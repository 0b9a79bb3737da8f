//! Configuration for forecast runs

use crate::error::{ForecastError, Result};
use crate::var::ShockIdentification;
use serde::{Deserialize, Serialize};

/// Configuration for an unconditional forecast run
#[derive(Debug, Clone, Serialize, Deserialize)]
pub struct ForecastConfig {
    /// Number of periods to forecast
    pub horizon: usize,

    /// Worker threads; 1 runs sequentially
    pub workers: usize,

    /// Seed of the per-draw random streams
    pub seed: u64,

    /// Keep the draw x variable x horizon ensemble (needed for conditional forecasts)
    pub save_draws: bool,
}

impl Default for ForecastConfig {
    fn default() -> Self {
        Self {
            horizon: 8,
            workers: 1,
            seed: 42,
            save_draws: true,
        }
    }
}

impl ForecastConfig {
    pub fn validate(&self) -> Result<()> {
        if self.horizon == 0 {
            return Err(ForecastError::InvalidArgument("horizon must be at least 1".to_string()));
        }
        if self.workers == 0 {
            return Err(ForecastError::InvalidArgument("workers must be at least 1".to_string()));
        }
        Ok(())
    }
}

/// Which singular values of the constraint design matrix get inverted
#[derive(Debug, Clone, Copy, PartialEq, Default, Serialize, Deserialize)]
pub enum PinvTolerance {
    /// Invert every strictly positive singular value
    #[default]
    Untruncated,
    /// Singular values below `tol * max singular value` join the null space
    Relative(f64),
}

impl PinvTolerance {
    /// Singular values at or below the returned cutoff are not inverted
    pub fn cutoff(&self, max_singular_value: f64) -> f64 {
        match self {
            PinvTolerance::Untruncated => 0.0,
            PinvTolerance::Relative(tol) => tol * max_singular_value,
        }
    }
}

/// Configuration for a conditional forecast run
#[derive(Debug, Clone, Serialize, Deserialize)]
pub struct ConditionalConfig {
    /// Worker threads; 1 runs sequentially
    pub workers: usize,

    /// Seed of the per-draw random streams
    pub seed: u64,

    /// Structural identification of the shocks solved for
    pub identification: ShockIdentification,

    /// Pseudo-inverse truncation of the constraint system
    pub pinv_tolerance: PinvTolerance,

    /// Independently jittered conditional paths per draw
    pub replications: usize,

    /// Keep the conditional path ensemble
    pub save_draws: bool,
}

impl Default for ConditionalConfig {
    fn default() -> Self {
        Self {
            workers: 1,
            seed: 42,
            identification: ShockIdentification::Cholesky,
            pinv_tolerance: PinvTolerance::Untruncated,
            replications: 1,
            save_draws: true,
        }
    }
}

impl ConditionalConfig {
    pub fn validate(&self) -> Result<()> {
        if self.workers == 0 {
            return Err(ForecastError::InvalidArgument("workers must be at least 1".to_string()));
        }
        if self.replications == 0 {
            return Err(ForecastError::InvalidArgument("replications must be at least 1".to_string()));
        }
        if let PinvTolerance::Relative(tol) = self.pinv_tolerance {
            if !(tol.is_finite() && tol >= 0.0) {
                return Err(ForecastError::InvalidArgument(format!(
                    "pseudo-inverse tolerance must be a non-negative number, got {}",
                    tol
                )));
            }
        }
        Ok(())
    }
}

#[cfg(test)]
mod tests {
    use super::*;

    #[test]
    fn test_defaults_validate() {
        assert!(ForecastConfig::default().validate().is_ok());
        assert!(ConditionalConfig::default().validate().is_ok());
    }

    #[test]
    fn test_zero_horizon_rejected() {
        let config = ForecastConfig { horizon: 0, ..Default::default() };
        assert!(config.validate().is_err());
    }

    #[test]
    fn test_tolerance_cutoff() {
        assert_eq!(PinvTolerance::Untruncated.cutoff(5.0), 0.0);
        assert_eq!(PinvTolerance::Relative(1e-8).cutoff(2.0), 2e-8);
        let bad = ConditionalConfig {
            pinv_tolerance: PinvTolerance::Relative(-1.0),
            ..Default::default()
        };
        assert!(bad.validate().is_err());
    }
}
★ ★ ★ ★ ★ ★ ★
INSTRUCTIONS TO FOLLOW = Quote exactly the first line of the entries and every line after it, stopping with the line that contains "if self.horizon == 0".

SOLUTION FOR THIS EXERCISE =
repository 0b9a79bb3737da8f
//! Configuration for forecast runs

use crate::error::{ForecastError, Result};
use crate::var::ShockIdentification;
use serde::{Deserialize, Serialize};

/// Configuration for an unconditional forecast run
#[derive(Debug, Clone, Serialize, Deserialize)]
pub struct ForecastConfig {
    /// Number of periods to forecast
    pub horizon: usize,

    /// Worker threads; 1 runs sequentially
    pub workers: usize,

    /// Seed of the per-draw random streams
    pub seed: u64,

    /// Keep the draw x variable x horizon ensemble (needed for conditional forecasts)
    pub save_draws: bool,
}

impl Default for ForecastConfig {
    fn default() -> Self {
        Self {
            horizon: 8,
            workers: 1,
            seed: 42,
            save_draws: true,
        }
    }
}

impl ForecastConfig {
    pub fn validate(&self) -> Result<()> {
        if self.horizon == 0 {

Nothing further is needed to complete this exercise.